Policy-as-code & scanning

OPA/Conftest and Checkov on OpenTofu.

Advanced12 min · lesson 11 of 12

Policy-as-code puts automated guardrails on your infrastructure — “no public S3 buckets,” “every resource must be tagged,” “no security group open to 0.0.0.0/0” — and fails the pipeline when a plan violates them.
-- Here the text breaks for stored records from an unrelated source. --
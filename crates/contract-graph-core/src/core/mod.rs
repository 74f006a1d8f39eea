// crates/contract-graph-core/src/core/mod.rs
// ============================================================================
// Module: Contract Graph Core Types
// Description: Canonical contract, graph, diff, relation, and validation types.
// Purpose: Provide stable, serializable shapes for the reconciliation core.
// Dependencies: serde
// ============================================================================

//! ## Overview
//! Core types are plain structured values with no behavior beyond
//! construction and normalization. They are the shapes handed to the
//! presentation layer and the payloads exchanged with collaborators.

// ============================================================================
// SECTION: Submodules
// ============================================================================

pub mod apply;
pub mod change;
pub mod contract;
pub mod graph;
pub mod hashing;
pub mod identifiers;
pub mod relation;
pub mod validation;

// ============================================================================
// SECTION: Re-Exports
// ============================================================================

pub use apply::ApplyConflict;
pub use apply::ApplyResult;
pub use change::ChangeRecord;
pub use change::ChangeSet;
pub use change::ChangeStatus;
pub use change::RegistryAnomaly;
pub use contract::ContractContent;
pub use contract::ContractFile;
pub use contract::ModuleDependency;
pub use contract::ModuleShape;
pub use contract::Part;
pub use contract::PartRef;
pub use graph::GraphCommit;
pub use graph::GraphModule;
pub use graph::GraphRevision;
pub use graph::GraphSnapshot;
pub use hashing::HashDigest;
pub use hashing::HashError;
pub use identifiers::FilePath;
pub use identifiers::ModuleId;
pub use identifiers::PartId;
pub use relation::DependencyEdge;
pub use relation::RelationIssue;
pub use relation::RelationView;
pub use validation::ValidationIssue;
pub use validation::ValidationOutcome;
pub use validation::ValidationSummary;
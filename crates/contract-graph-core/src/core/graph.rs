// crates/contract-graph-core/src/core/graph.rs
// ============================================================================
// Module: Persisted Graph Types
// Description: Graph modules, revisions, snapshots, and commit payloads.
// Purpose: Model the previously applied module graph as read-only input.
// Dependencies: crate::core::{contract, hashing, identifiers}, serde
// ============================================================================

//! ## Overview
//! A [`GraphSnapshot`] is a consistent read of the persisted graph together
//! with its content revision. The core never mutates graph modules; changes
//! travel to the store as a [`GraphCommit`] guarded by the revision the diff
//! was computed against.

// ============================================================================
// SECTION: Imports
// ============================================================================

use std::collections::BTreeSet;
use std::fmt;

use serde::Deserialize;
use serde::Serialize;

use crate::core::contract::ContractFile;
use crate::core::contract::ModuleDependency;
use crate::core::contract::ModuleShape;
use crate::core::contract::Part;
use crate::core::hashing::HashError;
use crate::core::hashing::hash_canonical_json;
use crate::core::identifiers::FilePath;
use crate::core::identifiers::ModuleId;

// ============================================================================
// SECTION: Graph Module
// ============================================================================

/// Persisted counterpart of a contract module.
#[derive(Debug, Clone, PartialEq, Eq, Serialize, Deserialize)]
#[serde(deny_unknown_fields)]
pub struct GraphModule {
    /// Module identifier.
    pub id: ModuleId,
    /// Module category label.
    pub category: String,
    /// Module type label.
    #[serde(rename = "type")]
    pub module_type: String,
    /// Human-readable description.
    #[serde(default)]
    pub description: String,
    /// Exported parts as last applied.
    #[serde(default)]
    pub parts: Vec<Part>,
    /// Outgoing dependencies as last applied.
    #[serde(default)]
    pub dependencies: Vec<ModuleDependency>,
    /// Contract file path the module was applied from.
    pub source_path: FilePath,
}

impl GraphModule {
    /// Builds the persisted form of a registry contract.
    #[must_use]
    pub fn from_contract(file: &ContractFile) -> Self {
        let content = &file.content;
        Self {
            id: content.id.clone(),
            category: content.category.clone(),
            module_type: content.module_type.clone(),
            description: content.description.clone(),
            parts: content.parts.clone(),
            dependencies: content.dependencies.clone(),
            source_path: file.file_path.clone(),
        }
    }

    /// Returns the normalized comparison shape of this module.
    #[must_use]
    pub fn shape(&self) -> ModuleShape<'_> {
        ModuleShape::new(
            &self.id,
            &self.module_type,
            &self.category,
            &self.description,
            &self.parts,
            &self.dependencies,
        )
    }
}

// ============================================================================
// SECTION: Revision
// ============================================================================

/// Content revision of a persisted graph.
#[derive(Debug, Clone, PartialEq, Eq, Hash, Serialize, Deserialize)]
#[serde(transparent)]
pub struct GraphRevision(String);

impl GraphRevision {
    /// Wraps an existing revision string.
    #[must_use]
    pub fn new(value: impl Into<String>) -> Self {
        Self(value.into())
    }

    /// Computes the content revision of a module set.
    ///
    /// The revision is independent of the order modules are listed in.
    ///
    /// # Errors
    ///
    /// Returns [`HashError`] when canonicalization fails.
    pub fn of_modules(modules: &[GraphModule]) -> Result<Self, HashError> {
        let mut ordered: Vec<&GraphModule> = modules.iter().collect();
        ordered.sort_by(|a, b| (&a.source_path, &a.id).cmp(&(&b.source_path, &b.id)));
        let digest = hash_canonical_json(&ordered)?;
        Ok(Self(digest.as_str().to_string()))
    }

    /// Returns the revision as a string slice.
    #[must_use]
    pub fn as_str(&self) -> &str {
        &self.0
    }
}

impl fmt::Display for GraphRevision {
    fn fmt(&self, f: &mut fmt::Formatter<'_>) -> fmt::Result {
        self.0.fmt(f)
    }
}

// ============================================================================
// SECTION: Snapshot
// ============================================================================

/// Consistent read of the persisted graph.
#[derive(Debug, Clone, PartialEq, Eq)]
pub struct GraphSnapshot {
    /// Revision of the captured content.
    revision: GraphRevision,
    /// Modules ordered by source path.
    modules: Vec<GraphModule>,
}

impl GraphSnapshot {
    /// Captures a snapshot from a module list, computing its revision.
    ///
    /// # Errors
    ///
    /// Returns [`HashError`] when the revision cannot be computed.
    pub fn from_modules(mut modules: Vec<GraphModule>) -> Result<Self, HashError> {
        let revision = GraphRevision::of_modules(&modules)?;
        modules.sort_by(|a, b| (&a.source_path, &a.id).cmp(&(&b.source_path, &b.id)));
        Ok(Self {
            revision,
            modules,
        })
    }

    /// Returns an empty snapshot.
    ///
    /// # Errors
    ///
    /// Returns [`HashError`] when the revision cannot be computed.
    pub fn empty() -> Result<Self, HashError> {
        Self::from_modules(Vec::new())
    }

    /// Returns the snapshot revision.
    #[must_use]
    pub const fn revision(&self) -> &GraphRevision {
        &self.revision
    }

    /// Returns all modules ordered by source path.
    #[must_use]
    pub fn modules(&self) -> &[GraphModule] {
        &self.modules
    }

    /// Consumes the snapshot and returns its modules.
    #[must_use]
    pub fn into_modules(self) -> Vec<GraphModule> {
        self.modules
    }

    /// Looks up a module by identifier.
    #[must_use]
    pub fn module(&self, module_id: &ModuleId) -> Option<&GraphModule> {
        self.modules.iter().find(|module| &module.id == module_id)
    }

    /// Looks up the module applied from a file path.
    #[must_use]
    pub fn module_by_path(&self, file_path: &FilePath) -> Option<&GraphModule> {
        self.modules.iter().find(|module| &module.source_path == file_path)
    }

    /// Iterates every module applied from a file path.
    pub fn modules_by_path<'a>(
        &'a self,
        file_path: &'a FilePath,
    ) -> impl Iterator<Item = &'a GraphModule> + 'a {
        self.modules.iter().filter(move |module| &module.source_path == file_path)
    }
}

// ============================================================================
// SECTION: Commit
// ============================================================================

/// Change set payload handed to a graph store.
#[derive(Debug, Clone, PartialEq, Eq, Serialize, Deserialize)]
pub struct GraphCommit {
    /// Revision the commit was prepared against.
    pub expected_revision: GraphRevision,
    /// Modules to insert or replace, keyed by source path.
    pub upserts: Vec<GraphModule>,
    /// Source paths whose modules are deleted.
    pub removals: Vec<FilePath>,
}

impl GraphCommit {
    /// Returns the module set produced by applying this commit to `modules`.
    ///
    /// Upserts replace any module sharing their source path.
    #[must_use]
    pub fn apply_to(&self, modules: Vec<GraphModule>) -> Vec<GraphModule> {
        let replaced: BTreeSet<&FilePath> = self
            .removals
            .iter()
            .chain(self.upserts.iter().map(|module| &module.source_path))
            .collect();
        let mut next: Vec<GraphModule> =
            modules.into_iter().filter(|module| !replaced.contains(&module.source_path)).collect();
        next.extend(self.upserts.iter().cloned());
        next
    }
}
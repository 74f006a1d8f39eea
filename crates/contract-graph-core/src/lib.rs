// crates/contract-graph-core/src/lib.rs
// ============================================================================
// Module: Contract Graph Core Library
// Description: Public API surface for the contract graph reconciliation core.
// Purpose: Expose core types, collaborator interfaces, and runtime entry points.
// Dependencies: crate::{core, interfaces, runtime}
// ============================================================================

//! ## Overview
//! Contract graph core compares declarative module contracts against a
//! previously applied dependency graph. It classifies contracts as added,
//! modified, or removed, assembles part-level dependency views for
//! navigation, rolls up per-file validation, and commits change sets under an
//! optimistic revision check. The core is backend-agnostic and reaches its
//! registry, graph store, and validator only through explicit interfaces.

// ============================================================================
// SECTION: Modules
// ============================================================================

pub mod core;
pub mod interfaces;
pub mod runtime;

// ============================================================================
// SECTION: Re-Exports
// ============================================================================

pub use crate::core::*;

pub use interfaces::ContractRegistry;
pub use interfaces::ContractValidator;
pub use interfaces::GraphStore;
pub use interfaces::GraphStoreError;
pub use interfaces::RegistryError;
pub use runtime::AuditEvent;
pub use runtime::AuditSink;
pub use runtime::CommitPlan;
pub use runtime::CompositeValidator;
pub use runtime::InMemoryContractRegistry;
pub use runtime::InMemoryGraphStore;
pub use runtime::JsonlAuditSink;
pub use runtime::NoopAuditSink;
pub use runtime::ReconcileError;
pub use runtime::Reconciler;
pub use runtime::StderrAuditSink;
pub use runtime::StructuralValidator;
pub use runtime::assemble_relations;
pub use runtime::audit_relations;
pub use runtime::detect_changes;
pub use runtime::plan_commit;
pub use runtime::validate_contracts;
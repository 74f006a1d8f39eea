// crates/contract-graph-core/src/core/validation.rs
// ============================================================================
// Module: Validation Outcomes
// Description: Per-file validation results and their rolled-up summary.
// Purpose: Represent validation failures as data rather than errors.
// Dependencies: crate::core::{contract, identifiers}, serde
// ============================================================================

//! ## Overview
//! Validation failures never halt processing. Each file produces one
//! [`ValidationOutcome`]; [`ValidationSummary::aggregate`] rolls them up while
//! preserving input order so results stay positional for display and re-run
//! diffing. An empty input is a vacuous success.

// ============================================================================
// SECTION: Imports
// ============================================================================

use serde::Deserialize;
use serde::Serialize;

use crate::core::contract::ContractFile;
use crate::core::identifiers::FilePath;

// ============================================================================
// SECTION: Outcomes
// ============================================================================

/// Single validation error with its location inside the document.
#[derive(Debug, Clone, PartialEq, Eq, Serialize, Deserialize)]
pub struct ValidationIssue {
    /// Human-readable message.
    pub message: String,
    /// Location of the offending value (for example `parts[1].id`).
    pub path: String,
}

impl ValidationIssue {
    /// Creates a new validation issue.
    #[must_use]
    pub fn new(path: impl Into<String>, message: impl Into<String>) -> Self {
        Self {
            message: message.into(),
            path: path.into(),
        }
    }
}

/// Validation result for one contract file.
#[derive(Debug, Clone, PartialEq, Eq, Serialize, Deserialize)]
pub struct ValidationOutcome {
    /// Display file name.
    pub file_name: String,
    /// Contract file path.
    pub file_path: FilePath,
    /// True when the file passed validation.
    pub valid: bool,
    /// Validation errors; empty when valid.
    pub errors: Vec<ValidationIssue>,
}

impl ValidationOutcome {
    /// Builds an outcome for a file, valid exactly when `errors` is empty.
    #[must_use]
    pub fn from_issues(file: &ContractFile, errors: Vec<ValidationIssue>) -> Self {
        Self {
            file_name: file.file_name.clone(),
            file_path: file.file_path.clone(),
            valid: errors.is_empty(),
            errors,
        }
    }

    /// Builds a passing outcome for a file.
    #[must_use]
    pub fn passed(file: &ContractFile) -> Self {
        Self::from_issues(file, Vec::new())
    }
}

// ============================================================================
// SECTION: Summary
// ============================================================================

/// Rolled-up validation status.
#[derive(Debug, Clone, PartialEq, Eq, Serialize, Deserialize)]
pub struct ValidationSummary {
    /// True when every file is valid (vacuously true for no files).
    pub valid: bool,
    /// Per-file outcomes in input order.
    pub files: Vec<ValidationOutcome>,
}

impl ValidationSummary {
    /// Aggregates per-file outcomes into a summary.
    #[must_use]
    pub fn aggregate(outcomes: Vec<ValidationOutcome>) -> Self {
        let valid = outcomes.iter().all(|outcome| outcome.valid);
        Self {
            valid,
            files: outcomes,
        }
    }

    /// Returns the number of invalid files.
    #[must_use]
    pub fn invalid_count(&self) -> usize {
        self.files.iter().filter(|outcome| !outcome.valid).count()
    }
}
Because Terraform Cloud’s Sentinel is HashiCorp-specific, the OpenTofu-native path is the open stack: Open Policy Agent with Conftest, evaluating the plan as JSON.

POLICY GATE ON THE PLAN
1tofu plan -out=tfplan.bin
save the planned changes
2tofu show -json tfplan.bin > plan.json
render saved plan to JSON
3conftest test plan.json --policy policy/
OPA/Rego policy on resolved plan
4Pass / fail gate
fail pipeline on violation
Checkov/Trivy scan the HCL for fast feedback; Conftest on the plan JSON is the authoritative gate that sees computed values.
terminal
# render the plan to JSON, then test it against policy
$ tofu plan -out=tfplan.bin
$ tofu show -json tfplan.bin > plan.json
$ conftest test plan.json --policy policy/
FAIL - plan.json - deny: aws_s3_bucket.logs is public (acl = public-read)
policy/s3.rego
package main
deny[msg] {
r := input.resource_changes[_]
r.type == "aws_s3_bucket"
r.change.after.acl == "public-read"
msg := sprintf("%s is public", [r.address])
}

Scanning the config

Alongside policy on the plan, static scanners read the HCL itself for known misconfigurations. Checkov, Trivy (which absorbed tfsec), Terrascan, and KICS all understand OpenTofu/Terraform config and ship hundreds of built-in rules — unencrypted volumes, permissive IAM, missing logging. Run one in CI and fail on high severity, exactly as in the Terraform course; the config format is the same so the tools work unchanged.

terminal
$ checkov -d . --framework terraform --compact
Passed checks: 34, Failed checks: 3
Check: CKV_AWS_18 "Ensure S3 bucket has access logging enabled"
FAILED for resource: aws_s3_bucket.logs
Gate on the plan, not just the code
Static scanners read HCL and miss anything computed at plan time (a public flag set from a variable, a count that expands). Policy-as-code on the plan JSON sees the resolved result, so use both: Checkov/Trivy on the config for fast feedback, Conftest on the plan for the authoritative gate before apply.